STILL NUMBER 1

STILL NUMBER 1

By James P. O’Neill

New York receives up to $190 million in federal funds each year to help protect the city from the constant threat of terrorism. It is money well spent.

The city, since the devastating attacks of Sept. 11, has been the target of 21 terror plots. These plots have included plans to attack New York City’s subways with backpack bombs, a live truck bomb that was discovered in Times Square, plans to place bombs in the joyful crowds watching the July 4 fireworks in the East River, an ISIS plot to behead a woman in Manhattan and to capture it on video.

Last year two bombs were placed in Chelsea. One detonated, injuring 32 people and a second bomb was removed safely and dismantled by the NYPD’s Bomb Squad.

The federal Homeland Security funds buy us a lot. The Total Containment Vessel, the rolling vault that allowed the bomb squad to remove the live Chelsea bomb? Yes, paid for with Homeland Security Grant funding from the Department of Homeland Security.

The bomb robot that allowed the NYPD bomb technicians to deal with that device from far away, thus reducing risk to our detectives’ lives? Paid for with DHS grant money. The “bomb suit” — protective gear worn by the bomb tech who had to approach the device? Paid for by DHS money. The Vapor Wake Dogs that patrol large events looking for the next pair of “Boston Marathon Bombers” moving through a crowd with explosives in backpacks, the “active shooter” training that hones the tactical skills of thousands of officers who might face a New York version of a Paris attack by machine-gun-wielding terrorists in a crowded concert hall, the network of cameras our department uses to cover critical locations in the Financial District and Midtown, the overtime money for Counterterrorism Officers who are deployed with special training to the St. Patrick’s Day Parade and Sunday’s NYC Half Marathon? All paid for with DHS grant funding.

So one might ask, why should the federal government have to support all this? There is more than one reason and each is compelling.

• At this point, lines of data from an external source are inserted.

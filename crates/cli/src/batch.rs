//! CSV batch classification.
//!
//! Input: integer columns `ax, ay, bx, by, cx, cy` (extra columns are ignored).
//! Output: the vertex columns plus `area` and `shape`; degenerate rows get
//! shape `degenerate` instead of failing the run.

use std::collections::BTreeMap;
use std::fs::File;
use std::path::Path;

use anyhow::{bail, Context, Result};
use polars::prelude::*;
use serde::Serialize;
use trishape::{area, classify, ClassifyError, Point, Triangle};

pub const VERTEX_COLUMNS: [&str; 6] = ["ax", "ay", "bx", "by", "cx", "cy"];
pub const DEGENERATE: &str = "degenerate";

/// Counts per shape name (including `degenerate`) and the rows that were degenerate.
#[derive(Debug, Default, Serialize)]
pub struct BatchSummary {
    pub rows: usize,
    pub shapes: BTreeMap<&'static str, usize>,
    pub degenerate_rows: Vec<usize>,
}

/// Read triangles from a CSV file, one per row.
pub fn read_triangles(input: &Path) -> Result<Vec<Triangle>> {
    let df = LazyCsvReader::new(input)
        .with_infer_schema_length(Some(100))
        .finish()
        .with_context(|| format!("opening {}", input.display()))?
        .collect()
        .with_context(|| format!("reading {}", input.display()))?;

    let mut columns = Vec::with_capacity(VERTEX_COLUMNS.len());
    for name in VERTEX_COLUMNS {
        let raw = df
            .column(name)
            .with_context(|| format!("missing column {name:?}"))?;
        if !raw.dtype().is_integer() {
            bail!("column {name:?} must hold integers, found {}", raw.dtype());
        }
        let series = raw
            .strict_cast(&DataType::Int32)
            .with_context(|| format!("column {name:?} has values outside the i32 range"))?;
        columns.push(series);
    }
    let columns = columns
        .iter()
        .map(|s| s.i32())
        .collect::<PolarsResult<Vec<_>>>()?;

    let mut triangles = Vec::with_capacity(df.height());
    for row in 0..df.height() {
        let mut v = [0i32; 6];
        for (k, ca) in columns.iter().enumerate() {
            v[k] = ca.get(row).with_context(|| {
                format!(
                    "row {row}: column {:?} is empty or outside the i32 range",
                    VERTEX_COLUMNS[k]
                )
            })?;
        }
        triangles.push(Triangle::new(
            Point::new(v[0], v[1]),
            Point::new(v[2], v[3]),
            Point::new(v[4], v[5]),
        ));
    }
    Ok(triangles)
}

/// Area and shape for every triangle, as an output frame.
pub fn annotate(triangles: &[Triangle]) -> Result<(DataFrame, BatchSummary)> {
    let mut summary = BatchSummary {
        rows: triangles.len(),
        ..Default::default()
    };
    let mut shapes: Vec<&'static str> = Vec::with_capacity(triangles.len());
    for (row, t) in triangles.iter().enumerate() {
        let name = match classify(t) {
            Ok(shape) => shape.as_str(),
            Err(err @ ClassifyError::Degenerate { .. }) => {
                tracing::warn!(row, triangle = %t, error = %err, "degenerate");
                summary.degenerate_rows.push(row);
                DEGENERATE
            }
        };
        *summary.shapes.entry(name).or_default() += 1;
        shapes.push(name);
    }
    let areas: Vec<f64> = triangles.iter().map(area).collect();
    let coord = |f: fn(&Triangle) -> i32| triangles.iter().map(f).collect::<Vec<i32>>();

    let df = df!(
        "ax" => coord(|t| t.a.x),
        "ay" => coord(|t| t.a.y),
        "bx" => coord(|t| t.b.x),
        "by" => coord(|t| t.b.y),
        "cx" => coord(|t| t.c.x),
        "cy" => coord(|t| t.c.y),
        "area" => areas,
        "shape" => shapes
    )?;
    Ok((df, summary))
}

/// Classify every row of `input` and write the annotated CSV to `out`.
pub fn run_batch(input: &Path, out: &Path) -> Result<BatchSummary> {
    let triangles = read_triangles(input)?;
    let (mut df, summary) = annotate(&triangles)?;
    if let Some(parent) = out.parent() {
        if !parent.as_os_str().is_empty() {
            std::fs::create_dir_all(parent)
                .with_context(|| format!("creating output dir {}", parent.display()))?;
        }
    }
    let mut file = File::create(out).with_context(|| format!("creating {}", out.display()))?;
    CsvWriter::new(&mut file)
        .finish(&mut df)
        .with_context(|| format!("writing {}", out.display()))?;
    Ok(summary)
}

#[cfg(test)]
mod tests {
    use super::*;
    use std::fs;
    use tempfile::tempdir;

    #[test]
    fn batch_classifies_rows_and_flags_degenerate() {
        let dir = tempdir().unwrap();
        let input = dir.path().join("in.csv");
        fs::write(
            &input,
            "ax,ay,bx,by,cx,cy\n\
             1,1,2,2,3,1\n\
             2,1,4,3,4,1\n\
             1,2,3,1,4,4\n\
             1,3,2,5,4,1\n\
             1,1,1,1,1,1\n",
        )
        .unwrap();
        let out = dir.path().join("nested").join("out.csv");
        let summary = run_batch(&input, &out).unwrap();
        assert_eq!(summary.rows, 5);
        assert_eq!(summary.degenerate_rows, vec![4]);
        for name in ["equilateral", "isosceles", "right", "any", DEGENERATE] {
            assert_eq!(summary.shapes.get(name), Some(&1), "{name}");
        }

        let text = fs::read_to_string(&out).unwrap();
        let mut lines = text.lines();
        assert_eq!(
            lines.next(),
            Some("ax,ay,bx,by,cx,cy,area,shape")
        );
        let shapes: Vec<&str> = lines.filter_map(|l| l.rsplit(',').next()).collect();
        assert_eq!(
            shapes,
            vec!["equilateral", "isosceles", "right", "any", DEGENERATE]
        );
    }

    #[test]
    fn batch_rejects_fractional_coordinates() {
        let dir = tempdir().unwrap();
        let input = dir.path().join("in.csv");
        fs::write(&input, "ax,ay,bx,by,cx,cy\n1.9,1,2,2,3,1\n").unwrap();
        let err = read_triangles(&input).unwrap_err();
        assert!(format!("{err:#}").contains("\"ax\" must hold integers"));
    }

    #[test]
    fn batch_rejects_out_of_range_coordinates() {
        let dir = tempdir().unwrap();
        let input = dir.path().join("in.csv");
        fs::write(&input, "ax,ay,bx,by,cx,cy\n1,1,2,2,3,9999999999\n").unwrap();
        let err = read_triangles(&input).unwrap_err();
        assert!(format!("{err:#}").contains("\"cy\" has values outside the i32 range"));
    }

    #[test]
    fn batch_reports_missing_column() {
        let dir = tempdir().unwrap();
        let input = dir.path().join("in.csv");
        fs::write(&input, "ax,ay,bx,by,cx\n1,1,2,2,3\n").unwrap();
        let err = read_triangles(&input).unwrap_err();
        assert!(format!("{err:#}").contains("cy"));
    }
}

First, counterterrorism is not, and has never been a core responsibility of municipal police. The threat comes from overseas. It is a surrogate type of warfare and wars are usually fought and paid for by the federal government. The simple fact is, in New York City, the feds can’t fight this war, or to be specific, prevent international terrorism without us. They don’t have the people, or the contacts on the ground that a police department has.

The second thing is that DHS money only pays for a small part of all this. In any police department, 85 percent of the budget typically goes to personnel costs. With 1,500 NYPD officers devoted full-time to counter terrorism, that amounts to about $450 million a year, not counting special weapons and vehicles. That means that even at the current levels, the federal government only carries a fifth of the total cost to New York’s taxpayers.

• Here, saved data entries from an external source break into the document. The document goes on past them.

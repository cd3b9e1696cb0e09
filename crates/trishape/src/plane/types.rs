//! Lattice point and triangle value types.
//!
//! - `Point`: integer coordinates, structural equality.
//! - `Triangle`: ordered vertex triple `(a, b, c)`; may be degenerate.

use std::fmt;

use nalgebra::Vector2;

/// Point on the integer lattice.
#[derive(Clone, Copy, Debug, Default, PartialEq, Eq, Hash)]
pub struct Point {
    pub x: i32,
    pub y: i32,
}

impl Point {
    #[inline]
    pub const fn new(x: i32, y: i32) -> Self {
        Self { x, y }
    }

    /// Coordinates widened to `i64`, so differences of any two points are exact.
    #[inline]
    pub fn coords(&self) -> Vector2<i64> {
        Vector2::new(i64::from(self.x), i64::from(self.y))
    }
}

impl From<(i32, i32)> for Point {
    #[inline]
    fn from((x, y): (i32, i32)) -> Self {
        Self::new(x, y)
    }
}

impl fmt::Display for Point {
    fn fmt(&self, f: &mut fmt::Formatter<'_>) -> fmt::Result {
        write!(f, "({}, {})", self.x, self.y)
    }
}

/// Ordered triple of vertices. Coincident or collinear vertices are allowed.
#[derive(Clone, Copy, Debug, PartialEq, Eq, Hash)]
pub struct Triangle {
    pub a: Point,
    pub b: Point,
    pub c: Point,
}

impl Triangle {
    #[inline]
    pub const fn new(a: Point, b: Point, c: Point) -> Self {
        Self { a, b, c }
    }

    /// Vertices in construction order.
    #[inline]
    pub fn vertices(&self) -> [Point; 3] {
        [self.a, self.b, self.c]
    }
}

impl fmt::Display for Triangle {
    fn fmt(&self, f: &mut fmt::Formatter<'_>) -> fmt::Result {
        write!(f, "[{}, {}, {}]", self.a, self.b, self.c)
    }
}
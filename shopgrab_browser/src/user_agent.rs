//! Static identification string presented on outgoing browser requests.

/// The user agent the session identifies itself with. A fixed, browser-like
/// string; no rotation or other evasion is attempted.
pub const USER_AGENT: &str = "Mozilla/5.0 (Windows NT 10.0; Win64; x64) AppleWebKit/537.36 (KHTML, like Gecko) Chrome/91.0.4472.124 Safari/537.36";
//! Command-line entry point for shopgrab.

use std::io::Write;
use std::path::PathBuf;

use anyhow::Context;
use clap::Parser;
use shopgrab_browser::{BrowserSession, SessionConfig, WebDriverSession};
use shopgrab_lib::{harvest, write_csv, AssetStore, ScrapeConfig};
use tracing::{info, warn};
use tracing_subscriber::EnvFilter;

const DEFAULT_QUERY: &str = "laptop";

/// Scrape product listings into a CSV file, downloading thumbnails alongside.
#[derive(Parser, Debug)]
#[command(name = "shopgrab", version, about)]
struct Cli {
    /// Search keyword. Prompted for interactively when omitted.
    #[arg(short, long)]
    query: Option<String>,

    /// Number of result pages to visit.
    #[arg(short, long, default_value_t = 2)]
    pages: u32,

    /// Directory where thumbnail images are stored.
    #[arg(long, default_value = "images")]
    images_dir: PathBuf,

    /// Path of the CSV file to write.
    #[arg(short, long, default_value = "products.csv")]
    out: PathBuf,

    /// WebDriver endpoint to connect to.
    #[arg(long, default_value = "http://localhost:9515")]
    webdriver_url: String,

    /// Run the browser with a visible window.
    #[arg(long)]
    no_headless: bool,
}

#[tokio::main]
async fn main() -> anyhow::Result<()> {
    tracing_subscriber::fmt()
        .with_env_filter(EnvFilter::try_from_default_env().unwrap_or_else(|_| {
            EnvFilter::new("shopgrab_cli=info,shopgrab_lib=info,shopgrab_browser=info")
        }))
        .with_target(false)
        .init();

    let cli = Cli::parse();

    let query = match cli.query {
        Some(query) => query,
        None => prompt_keyword()?,
    };

    std::fs::create_dir_all(&cli.images_dir).with_context(|| {
        format!(
            "failed to create image directory {}",
            cli.images_dir.display()
        )
    })?;
    let assets = AssetStore::new(&cli.images_dir)?;

    let mut config = ScrapeConfig::new(&query);
    config.pages = cli.pages;

    let session_config = SessionConfig {
        webdriver_url: cli.webdriver_url,
        headless: !cli.no_headless,
        ..SessionConfig::default()
    };
    let session = WebDriverSession::connect(&session_config)
        .await
        .context("failed to start browser session")?;

    info!(query = %query, pages = cli.pages, "starting scrape");
    let records = harvest(&session, &assets, &config).await;

    // Release the browser before touching the filesystem again.
    if let Err(error) = session.close().await {
        warn!(%error, "failed to close browser session");
    }

    if let Err(error) = write_csv(&records, &cli.out) {
        warn!(%error, "failed to save products");
    }

    Ok(())
}

/// Reads the search keyword from stdin, defaulting when the line is blank.
fn prompt_keyword() -> anyhow::Result<String> {
    print!("Enter the product you want to search for [{DEFAULT_QUERY}]: ");
    std::io::stdout().flush()?;

    let mut line = String::new();
    std::io::stdin().read_line(&mut line)?;

    let keyword = line.trim();
    if keyword.is_empty() {
        Ok(DEFAULT_QUERY.to_string())
    } else {
        Ok(keyword.to_string())
    }
}
//! Capability traits for the rendering engine.
//!
//! The pipeline crates depend on these traits rather than on `thirtyfour`
//! directly, so the harvester can be exercised against an in-memory fake
//! without a browser or a network.

use std::time::Duration;

use async_trait::async_trait;

use crate::SessionError;

/// One rendered listing on the results page.
///
/// Lookups return `Ok(None)` when the element or attribute is absent; callers
/// treat that as a normal not-found outcome and substitute a sentinel. `Err`
/// is reserved for infrastructure faults such as a stale node or a dead
/// session, and propagates.
///
/// A node is only valid for the page it was found on; it must not be used
/// after the session navigates away.
#[async_trait]
pub trait ListingNode: Send + Sync {
    /// Text content of the first descendant matching `selector`.
    async fn text_of(&self, selector: &str) -> Result<Option<String>, SessionError>;

    /// Value of `attribute` on the first descendant matching `selector`.
    /// `Ok(None)` if either the element or the attribute is missing.
    async fn attr_of(&self, selector: &str, attribute: &str)
        -> Result<Option<String>, SessionError>;
}

/// A live browser session capable of loading and querying rendered pages.
#[async_trait]
pub trait BrowserSession: Send + Sync {
    type Node: ListingNode;

    /// Loads the given URL.
    async fn navigate(&self, url: &str) -> Result<(), SessionError>;

    /// Waits until at least one element matching `selector` is present in the
    /// rendered DOM, or fails with [`SessionError::WaitTimeout`].
    async fn wait_for(&self, selector: &str, timeout: Duration) -> Result<(), SessionError>;

    /// Returns every element matching `selector`, in document order.
    async fn find_all(&self, selector: &str) -> Result<Vec<Self::Node>, SessionError>;

    /// Releases the session. Must run on every exit path once the session
    /// exists, including after failures.
    async fn close(self) -> Result<(), SessionError>;
}
//! The extracted product record.

use serde::Serialize;

/// Placeholder stored when a field cannot be extracted.
pub const SENTINEL: &str = "N/A";

/// One extracted product listing.
///
/// Immutable once constructed; every field holds either an extracted value
/// or [`SENTINEL`]. Failure to extract one field never prevents the others
/// from being extracted, so a record always has all four fields. The CSV
/// column schema is derived from this struct's shape.
#[derive(Clone, Debug, PartialEq, Eq, Serialize)]
pub struct ProductRecord {
    pub title: String,
    pub price: String,
    pub rating: String,
    pub image_filename: String,
}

One irony is that discussions about possible cuts to New York’s Homeland Security Grant Program funding comes as the city taxpayers are shelling out $100,000 a day when President Trump is not here to protect his building and his family. The city also pays $300,000 a day when Trump is in New York. About $24 million was spent during the transition period when Trump was here every day. So far, we have received only $7 million back. If that is a signal, it is a bad one for New Yorkers.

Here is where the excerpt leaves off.